(Task goal): Pick out each line of the records in which the word "current" appears.

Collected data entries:
========

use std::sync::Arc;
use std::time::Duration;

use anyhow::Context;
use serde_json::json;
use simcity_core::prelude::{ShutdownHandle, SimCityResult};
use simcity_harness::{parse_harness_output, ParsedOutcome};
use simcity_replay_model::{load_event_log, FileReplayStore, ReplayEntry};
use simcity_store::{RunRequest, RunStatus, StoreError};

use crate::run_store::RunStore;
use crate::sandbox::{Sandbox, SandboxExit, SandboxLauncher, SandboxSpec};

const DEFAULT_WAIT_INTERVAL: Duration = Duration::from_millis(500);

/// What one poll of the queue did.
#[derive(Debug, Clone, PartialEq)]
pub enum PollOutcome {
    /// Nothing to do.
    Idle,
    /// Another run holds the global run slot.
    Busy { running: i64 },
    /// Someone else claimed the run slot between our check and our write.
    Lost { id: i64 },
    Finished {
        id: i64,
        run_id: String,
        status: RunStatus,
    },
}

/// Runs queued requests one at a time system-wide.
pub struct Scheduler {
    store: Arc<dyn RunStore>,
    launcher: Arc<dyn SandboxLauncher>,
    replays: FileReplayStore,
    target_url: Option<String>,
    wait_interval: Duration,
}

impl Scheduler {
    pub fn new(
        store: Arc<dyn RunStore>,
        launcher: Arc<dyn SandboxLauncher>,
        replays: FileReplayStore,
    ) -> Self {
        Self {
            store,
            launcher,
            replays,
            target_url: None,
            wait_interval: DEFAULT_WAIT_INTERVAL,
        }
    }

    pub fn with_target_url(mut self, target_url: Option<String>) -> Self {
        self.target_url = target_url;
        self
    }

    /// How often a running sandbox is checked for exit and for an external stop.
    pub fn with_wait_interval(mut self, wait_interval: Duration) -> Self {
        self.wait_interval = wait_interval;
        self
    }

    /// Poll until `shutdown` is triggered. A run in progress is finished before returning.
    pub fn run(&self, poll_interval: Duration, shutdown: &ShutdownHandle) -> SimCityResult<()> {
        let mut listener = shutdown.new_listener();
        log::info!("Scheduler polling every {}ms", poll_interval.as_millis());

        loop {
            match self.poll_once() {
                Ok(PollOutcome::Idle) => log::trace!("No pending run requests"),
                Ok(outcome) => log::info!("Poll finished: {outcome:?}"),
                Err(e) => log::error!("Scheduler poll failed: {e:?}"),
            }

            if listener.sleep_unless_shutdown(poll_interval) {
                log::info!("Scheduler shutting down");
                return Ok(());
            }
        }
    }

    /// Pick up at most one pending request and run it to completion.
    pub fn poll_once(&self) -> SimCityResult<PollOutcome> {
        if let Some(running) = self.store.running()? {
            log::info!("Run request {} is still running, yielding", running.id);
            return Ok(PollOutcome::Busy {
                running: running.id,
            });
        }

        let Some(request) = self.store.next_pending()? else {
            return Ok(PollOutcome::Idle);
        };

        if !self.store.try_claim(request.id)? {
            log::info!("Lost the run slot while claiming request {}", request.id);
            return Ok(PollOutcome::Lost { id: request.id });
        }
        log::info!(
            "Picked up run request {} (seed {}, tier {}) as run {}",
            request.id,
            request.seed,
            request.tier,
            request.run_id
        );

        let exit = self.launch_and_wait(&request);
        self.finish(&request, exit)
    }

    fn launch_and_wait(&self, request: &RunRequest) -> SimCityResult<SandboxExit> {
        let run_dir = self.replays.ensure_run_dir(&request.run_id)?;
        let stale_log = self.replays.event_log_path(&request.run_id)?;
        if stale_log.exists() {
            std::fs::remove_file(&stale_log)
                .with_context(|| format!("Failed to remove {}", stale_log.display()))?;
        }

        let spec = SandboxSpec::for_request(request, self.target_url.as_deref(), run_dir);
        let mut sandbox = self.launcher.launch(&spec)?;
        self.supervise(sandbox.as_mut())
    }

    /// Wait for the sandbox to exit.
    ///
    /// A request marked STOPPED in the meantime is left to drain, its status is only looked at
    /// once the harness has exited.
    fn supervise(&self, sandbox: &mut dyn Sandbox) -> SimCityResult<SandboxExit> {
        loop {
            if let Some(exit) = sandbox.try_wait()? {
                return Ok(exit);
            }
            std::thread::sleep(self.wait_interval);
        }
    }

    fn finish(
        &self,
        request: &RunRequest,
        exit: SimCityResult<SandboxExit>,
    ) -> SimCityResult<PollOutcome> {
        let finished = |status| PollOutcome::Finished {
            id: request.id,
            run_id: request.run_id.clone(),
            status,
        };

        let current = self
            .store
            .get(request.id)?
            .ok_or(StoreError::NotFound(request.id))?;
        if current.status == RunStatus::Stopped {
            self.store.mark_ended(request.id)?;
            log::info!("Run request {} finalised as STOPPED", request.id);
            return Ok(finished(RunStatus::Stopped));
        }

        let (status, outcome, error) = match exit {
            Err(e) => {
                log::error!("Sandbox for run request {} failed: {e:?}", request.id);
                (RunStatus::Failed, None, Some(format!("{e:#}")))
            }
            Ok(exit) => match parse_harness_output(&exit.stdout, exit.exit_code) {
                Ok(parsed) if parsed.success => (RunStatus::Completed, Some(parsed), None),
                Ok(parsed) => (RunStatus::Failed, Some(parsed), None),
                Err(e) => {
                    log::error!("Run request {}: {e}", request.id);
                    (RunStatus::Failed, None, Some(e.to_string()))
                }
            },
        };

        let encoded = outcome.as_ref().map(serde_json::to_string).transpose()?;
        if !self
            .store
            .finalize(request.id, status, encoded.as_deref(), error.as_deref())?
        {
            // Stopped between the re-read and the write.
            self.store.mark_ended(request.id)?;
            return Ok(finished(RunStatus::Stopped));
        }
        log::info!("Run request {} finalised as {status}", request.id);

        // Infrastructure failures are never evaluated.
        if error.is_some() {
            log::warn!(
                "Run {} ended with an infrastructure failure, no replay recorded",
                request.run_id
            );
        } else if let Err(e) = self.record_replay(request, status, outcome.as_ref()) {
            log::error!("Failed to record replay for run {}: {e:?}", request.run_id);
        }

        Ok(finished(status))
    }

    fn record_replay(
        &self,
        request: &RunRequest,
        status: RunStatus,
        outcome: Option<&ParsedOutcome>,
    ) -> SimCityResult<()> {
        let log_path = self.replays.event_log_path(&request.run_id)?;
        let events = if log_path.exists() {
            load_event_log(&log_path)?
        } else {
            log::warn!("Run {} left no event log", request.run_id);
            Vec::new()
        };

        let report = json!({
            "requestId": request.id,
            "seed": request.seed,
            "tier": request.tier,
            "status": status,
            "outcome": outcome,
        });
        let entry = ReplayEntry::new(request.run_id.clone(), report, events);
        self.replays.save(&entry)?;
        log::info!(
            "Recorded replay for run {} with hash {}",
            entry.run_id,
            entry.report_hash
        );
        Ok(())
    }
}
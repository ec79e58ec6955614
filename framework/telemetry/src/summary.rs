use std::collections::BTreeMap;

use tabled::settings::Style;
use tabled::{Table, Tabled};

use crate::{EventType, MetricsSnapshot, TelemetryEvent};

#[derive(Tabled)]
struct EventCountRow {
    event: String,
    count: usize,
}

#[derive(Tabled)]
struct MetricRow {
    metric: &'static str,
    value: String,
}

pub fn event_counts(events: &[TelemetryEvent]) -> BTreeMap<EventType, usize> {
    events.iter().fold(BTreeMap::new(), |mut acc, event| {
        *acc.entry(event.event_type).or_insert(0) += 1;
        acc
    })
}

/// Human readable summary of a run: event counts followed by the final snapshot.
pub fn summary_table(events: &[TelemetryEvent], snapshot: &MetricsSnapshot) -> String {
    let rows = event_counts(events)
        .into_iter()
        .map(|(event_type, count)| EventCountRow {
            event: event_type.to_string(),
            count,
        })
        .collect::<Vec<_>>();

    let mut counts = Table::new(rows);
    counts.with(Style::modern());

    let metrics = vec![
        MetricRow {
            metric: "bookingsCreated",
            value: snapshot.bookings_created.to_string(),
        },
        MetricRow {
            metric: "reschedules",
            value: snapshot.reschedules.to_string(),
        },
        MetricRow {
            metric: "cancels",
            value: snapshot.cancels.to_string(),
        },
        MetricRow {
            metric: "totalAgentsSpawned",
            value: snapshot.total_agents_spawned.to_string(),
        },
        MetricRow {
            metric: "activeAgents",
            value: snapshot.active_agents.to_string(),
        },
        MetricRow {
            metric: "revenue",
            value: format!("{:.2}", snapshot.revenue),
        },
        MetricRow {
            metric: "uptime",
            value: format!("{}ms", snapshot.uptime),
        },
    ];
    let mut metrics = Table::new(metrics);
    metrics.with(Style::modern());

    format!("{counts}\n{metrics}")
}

========

(Result):
        let current = self
        if current.status == RunStatus::Stopped {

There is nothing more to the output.